In der NFZ legt Sichrovsky Muzicant folgende Worte in den Mund: „Liebe Weisen, in Österreich herrscht Rassismus, weil ich immer noch erst der zweitreichste Immobilienhändler bin.“ Neben der Geschäftstüchtigkeit und Geldgier, der zweifelhaften nationalen Loyalität und dem (’alttestamentarischen’) Hass kommt dem Hinweis auf fremd klingende Namen zentraler Stellenwert zu. So fällt Sichrovsky beim französischen Europaminister Moscovici dessen „nicht sehr französisch klingender Name“ auf.

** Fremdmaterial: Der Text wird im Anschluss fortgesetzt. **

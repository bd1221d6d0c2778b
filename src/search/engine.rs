//! `SearchEngine` — flat, grouped, and streaming search across one or
//! many `IndexingContext`s.
//!
//! Modelled on a stateless `QueryExecutor`: no field here owns index
//! data, every method takes the contexts to search as an argument, and
//! all three modes share the `matcher` module instead of each
//! re-implementing query evaluation.

use std::collections::{BTreeMap, HashSet};
use std::sync::Arc;

use crate::coordinate::ArtifactInfo;
use crate::core::error::Result;
use crate::index::IndexingContext;
use crate::query::ast::Query;
use crate::search::matcher;
use crate::search::results::{FlatSearchOutcome, Grouping};
use crate::storage::StoredDocument;

#[derive(Debug, Default, Clone, Copy)]
pub struct SearchEngine;

impl SearchEngine {
    pub fn new() -> Self {
        SearchEngine
    }

    /// Respects each context's `searchable` flag.
    pub fn flat_search(
        &self,
        contexts: &[Arc<IndexingContext>],
        query: &Query,
        result_hit_limit: usize,
    ) -> Result<FlatSearchOutcome> {
        self.flat_search_inner(contexts, query, result_hit_limit, false)
    }

    /// Ignores each context's `searchable` flag.
    pub fn force_flat_search(
        &self,
        contexts: &[Arc<IndexingContext>],
        query: &Query,
        result_hit_limit: usize,
    ) -> Result<FlatSearchOutcome> {
        self.flat_search_inner(contexts, query, result_hit_limit, true)
    }

    fn flat_search_inner(
        &self,
        contexts: &[Arc<IndexingContext>],
        query: &Query,
        result_hit_limit: usize,
        force: bool,
    ) -> Result<FlatSearchOutcome> {
        let mut seen: HashSet<(String, String)> = HashSet::new();
        let mut hits: BTreeMap<String, ArtifactInfo> = BTreeMap::new();

        for ctx in contexts {
            if !force && !ctx.is_searchable() {
                continue;
            }
            let snapshot = ctx.snapshot()?;
            for doc in snapshot.iter() {
                let StoredDocument::Live(fields) = doc else {
                    continue;
                };
                if !matcher::matches(query, fields) {
                    continue;
                }
                let Some(uinfo) = fields.get("u") else {
                    continue;
                };
                if !seen.insert((ctx.repository_id().to_string(), uinfo.to_string())) {
                    continue;
                }
                let mut info = ArtifactInfo::default();
                if !ctx.creators().read(fields, &mut info) {
                    continue;
                }
                if hits.len() >= result_hit_limit {
                    return Ok(FlatSearchOutcome::LimitExceeded);
                }
                hits.insert(uinfo.to_string(), info);
            }
        }

        Ok(FlatSearchOutcome::Hits(hits.into_values().collect()))
    }

    pub fn grouped_search(
        &self,
        contexts: &[Arc<IndexingContext>],
        query: &Query,
        grouping: &dyn Grouping,
    ) -> Result<BTreeMap<String, Vec<ArtifactInfo>>> {
        self.grouped_search_inner(contexts, query, grouping, false)
    }

    pub fn force_grouped_search(
        &self,
        contexts: &[Arc<IndexingContext>],
        query: &Query,
        grouping: &dyn Grouping,
    ) -> Result<BTreeMap<String, Vec<ArtifactInfo>>> {
        self.grouped_search_inner(contexts, query, grouping, true)
    }

    fn grouped_search_inner(
        &self,
        contexts: &[Arc<IndexingContext>],
        query: &Query,
        grouping: &dyn Grouping,
        force: bool,
    ) -> Result<BTreeMap<String, Vec<ArtifactInfo>>> {
        let mut seen: HashSet<(String, String)> = HashSet::new();
        let mut groups: BTreeMap<String, Vec<ArtifactInfo>> = BTreeMap::new();

        for ctx in contexts {
            if !force && !ctx.is_searchable() {
                continue;
            }
            let snapshot = ctx.snapshot()?;
            for doc in snapshot.iter() {
                let StoredDocument::Live(fields) = doc else {
                    continue;
                };
                if !matcher::matches(query, fields) {
                    continue;
                }
                let Some(uinfo) = fields.get("u") else {
                    continue;
                };
                if !seen.insert((ctx.repository_id().to_string(), uinfo.to_string())) {
                    continue;
                }
                let mut info = ArtifactInfo::default();
                if !ctx.creators().read(fields, &mut info) {
                    continue;
                }
                grouping.fold(&mut groups, info);
            }
        }

        Ok(groups)
    }

    /// Builds a lazy, single-pass cursor ordered by `(score desc, docId
    /// asc)`. The cursor keeps every participating context's snapshot
    /// `Arc` alive until it is dropped — see `search::cursor` for why
    /// that stands in for holding shared locks until the cursor closes.
    pub fn iterator_search(
        &self,
        contexts: &[Arc<IndexingContext>],
        query: &Query,
        start: usize,
        count: Option<usize>,
    ) -> Result<super::cursor::SearchCursor> {
        super::cursor::SearchCursor::build(contexts, query, start, count, false)
    }

    pub fn force_iterator_search(
        &self,
        contexts: &[Arc<IndexingContext>],
        query: &Query,
        start: usize,
        count: Option<usize>,
    ) -> Result<super::cursor::SearchCursor> {
        super::cursor::SearchCursor::build(contexts, query, start, count, true)
    }
}

#[cfg(test)]
mod tests {
    use super::*;
    use crate::coordinate::Maven2GavCalculator;
    use crate::query::QueryCreator;
    use crate::schema::{CreatorRegistry, FieldRegistry, SearchType};
    use crate::storage::RamDirectory;

    fn ctx_with(artifact_id: &str) -> Arc<IndexingContext> {
        let creators = Arc::new(CreatorRegistry::default_set());
        let ctx = IndexingContext::open(
            "central",
            "central",
            "/repo",
            Arc::new(RamDirectory::new()),
            Arc::new(Maven2GavCalculator::new()),
            creators,
            false,
        )
        .unwrap();
        ctx.add_artifact(&ArtifactInfo {
            group_id: "org.example".into(),
            artifact_id: artifact_id.into(),
            version: "1.0".into(),
            packaging: "jar".into(),
            extension: "jar".into(),
            repository_id: "central".into(),
            context_id: "central".into(),
            file_name: format!("{artifact_id}-1.0.jar"),
            size: 1,
            last_modified: chrono::Utc::now(),
            ..Default::default()
        })
        .unwrap();
        ctx.commit().unwrap();
        Arc::new(ctx)
    }

    fn fields() -> Arc<FieldRegistry> {
        Arc::new(CreatorRegistry::default_set().fields().clone())
    }

    #[test]
    fn flat_search_finds_exact_group_match() {
        let ctx = ctx_with("widget");
        let creator = QueryCreator::new(fields());
        let query = creator
            .create("groupId", "org.example", SearchType::Exact)
            .unwrap();
        let outcome = SearchEngine::new().flat_search(&[ctx], &query, 100).unwrap();
        let hits = outcome.hits().unwrap();
        assert_eq!(hits.len(), 1);
        assert_eq!(hits[0].artifact_id, "widget");
    }

    #[test]
    fn flat_search_respects_hit_limit() {
        let ctx = ctx_with("widget");
        let creator = QueryCreator::new(fields());
        let query = creator
            .create("groupId", "org.example", SearchType::Exact)
            .unwrap();
        let outcome = SearchEngine::new().flat_search(&[ctx], &query, 0).unwrap();
        assert_eq!(outcome, FlatSearchOutcome::LimitExceeded);
    }

    #[test]
    fn flat_search_skips_non_searchable_context_unless_forced() {
        let ctx = ctx_with("widget");
        ctx.set_searchable(false);
        let creator = QueryCreator::new(fields());
        let query = creator
            .create("groupId", "org.example", SearchType::Exact)
            .unwrap();
        let engine = SearchEngine::new();
        let outcome = engine.flat_search(&[ctx.clone()], &query, 100).unwrap();
        assert_eq!(outcome.hits().unwrap().len(), 0);

        let forced = engine.force_flat_search(&[ctx], &query, 100).unwrap();
        assert_eq!(forced.hits().unwrap().len(), 1);
    }

    #[test]
    fn grouped_search_buckets_by_group_id() {
        let ctx = ctx_with("widget");
        let creator = QueryCreator::new(fields());
        let query = creator
            .create("groupId", "org.example", SearchType::Exact)
            .unwrap();
        let groups = SearchEngine::new()
            .grouped_search(&[ctx], &query, &crate::search::results::GroupIdGrouping)
            .unwrap();
        assert_eq!(groups.get("org.example").unwrap().len(), 1);
    }

    #[test]
    fn iterator_search_yields_hits_in_order() {
        let ctx = ctx_with("widget");
        let creator = QueryCreator::new(fields());
        let query = creator
            .create("groupId", "org.example", SearchType::Exact)
            .unwrap();
        let mut cursor = SearchEngine::new()
            .iterator_search(&[ctx], &query, 0, None)
            .unwrap();
        let first = cursor.next();
        assert!(first.is_some());
        assert!(cursor.next().is_none());
    }
}
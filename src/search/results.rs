//! Result shapes for flat and grouped search.

use std::collections::BTreeMap;

use crate::coordinate::ArtifactInfo;

/// Flat search never returns a partial result set: either the hits that
/// matched, sorted by `UINFO` ascending, or the sentinel below, which is
/// deliberately not an `Error` — it is a normal, expected outcome of a
/// query too broad for the caller's limit.
#[derive(Debug, Clone, PartialEq)]
pub enum FlatSearchOutcome {
    Hits(Vec<ArtifactInfo>),
    LimitExceeded,
}

impl FlatSearchOutcome {
    pub fn hits(&self) -> Option<&[ArtifactInfo]> {
        match self {
            FlatSearchOutcome::Hits(hits) => Some(hits),
            FlatSearchOutcome::LimitExceeded => None,
        }
    }
}

/// Folds a matched artifact into a caller-owned group map. Returning
/// `false` rejects the hit — it is not inserted anywhere and does not
/// count toward any cumulative limit the caller may be tracking.
pub trait Grouping: Send + Sync {
    fn fold(&self, groups: &mut BTreeMap<String, Vec<ArtifactInfo>>, info: ArtifactInfo) -> bool;
}

/// Groups by `groupId` alone.
pub struct GroupIdGrouping;

impl Grouping for GroupIdGrouping {
    fn fold(&self, groups: &mut BTreeMap<String, Vec<ArtifactInfo>>, info: ArtifactInfo) -> bool {
        groups.entry(info.group_id.clone()).or_default().push(info);
        true
    }
}

/// Groups by `groupId:artifactId`.
pub struct GroupArtifactGrouping;

impl Grouping for GroupArtifactGrouping {
    fn fold(&self, groups: &mut BTreeMap<String, Vec<ArtifactInfo>>, info: ArtifactInfo) -> bool {
        let key = format!("{}:{}", info.group_id, info.artifact_id);
        groups.entry(key).or_default().push(info);
        true
    }
}

#[cfg(test)]
mod tests {
    use super::*;
    use chrono::Utc;

    fn sample() -> ArtifactInfo {
        ArtifactInfo {
            group_id: "org.example".into(),
            artifact_id: "widget".into(),
            version: "1.0".into(),
            packaging: "jar".into(),
            extension: "jar".into(),
            repository_id: "central".into(),
            context_id: "central".into(),
            file_name: "widget-1.0.jar".into(),
            size: 1,
            last_modified: Utc::now(),
            ..Default::default()
        }
    }

    #[test]
    fn group_id_grouping_buckets_by_group() {
        let mut groups = BTreeMap::new();
        assert!(GroupIdGrouping.fold(&mut groups, sample()));
        assert_eq!(groups.get("org.example").unwrap().len(), 1);
    }

    #[test]
    fn group_artifact_grouping_uses_compound_key() {
        let mut groups = BTreeMap::new();
        assert!(GroupArtifactGrouping.fold(&mut groups, sample()));
        assert!(groups.contains_key("org.example:widget"));
    }
}
//! `IndexCreator` trait and the on-disk context handed to it while
//! populating an `ArtifactInfo`.

use std::path::{Path, PathBuf};

use crate::coordinate::{ArtifactInfo, Gav};
use crate::core::error::Result;
use crate::schema::document::Document;
use crate::schema::field::IndexerField;

/// Everything a creator needs to compute fields for one artifact. The
/// scanner that walks a repository and resolves coordinates to files is
/// external to this crate; it hands each artifact in as a context.
pub struct ArtifactContext {
    pub repository_id: String,
    pub context_id: String,
    pub gav: Gav,
    /// Absolute path of the artifact file on disk.
    pub path: PathBuf,
    pub size: u64,
    pub last_modified: chrono::DateTime<chrono::Utc>,
}

impl ArtifactContext {
    pub fn path(&self) -> &Path {
        &self.path
    }
}

/// A schema plug-in: declares the `IndexerField`s it owns and implements
/// the three operations that keep `ArtifactInfo` and `Document` in sync.
pub trait IndexCreator: Send + Sync {
    /// Fields this creator contributes, in declaration order.
    fn fields(&self) -> Vec<IndexerField>;

    /// Compute this creator's slice of an `ArtifactInfo` from the
    /// on-disk artifact. Creators run in registry order; later creators
    /// see fields populated by earlier ones on the same `ArtifactInfo`.
    fn populate_artifact_info(&self, ctx: &ArtifactContext, info: &mut ArtifactInfo) -> Result<()>;

    /// Write this creator's fields into `doc` from a populated
    /// `ArtifactInfo`.
    fn update_document(&self, info: &ArtifactInfo, doc: &mut Document);

    /// Read this creator's fields back out of `doc` into `info`.
    /// Returns whether any field recognised by this creator was present.
    fn update_artifact_info(&self, doc: &Document, info: &mut ArtifactInfo) -> bool;
}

Anfang 2001 verlangte der FPÖ-General von der Regierung, sie solle „die Forderung des World Jewish Congress, sich (für die österreichische Mitschuld an der Shoah, Anm.) zu entschuldigen, nicht nur ignorieren, sondern eine Entschuldigung des WJC verlangen für dessen Hetze gegen das österreichische Volk, die von dieser Organisation in den letzten Monaten verbreitet wurde.“

Glückliche Ostmark: Die AntisemitInnen haben wieder ihren Juden, der ausspricht, was sie denken.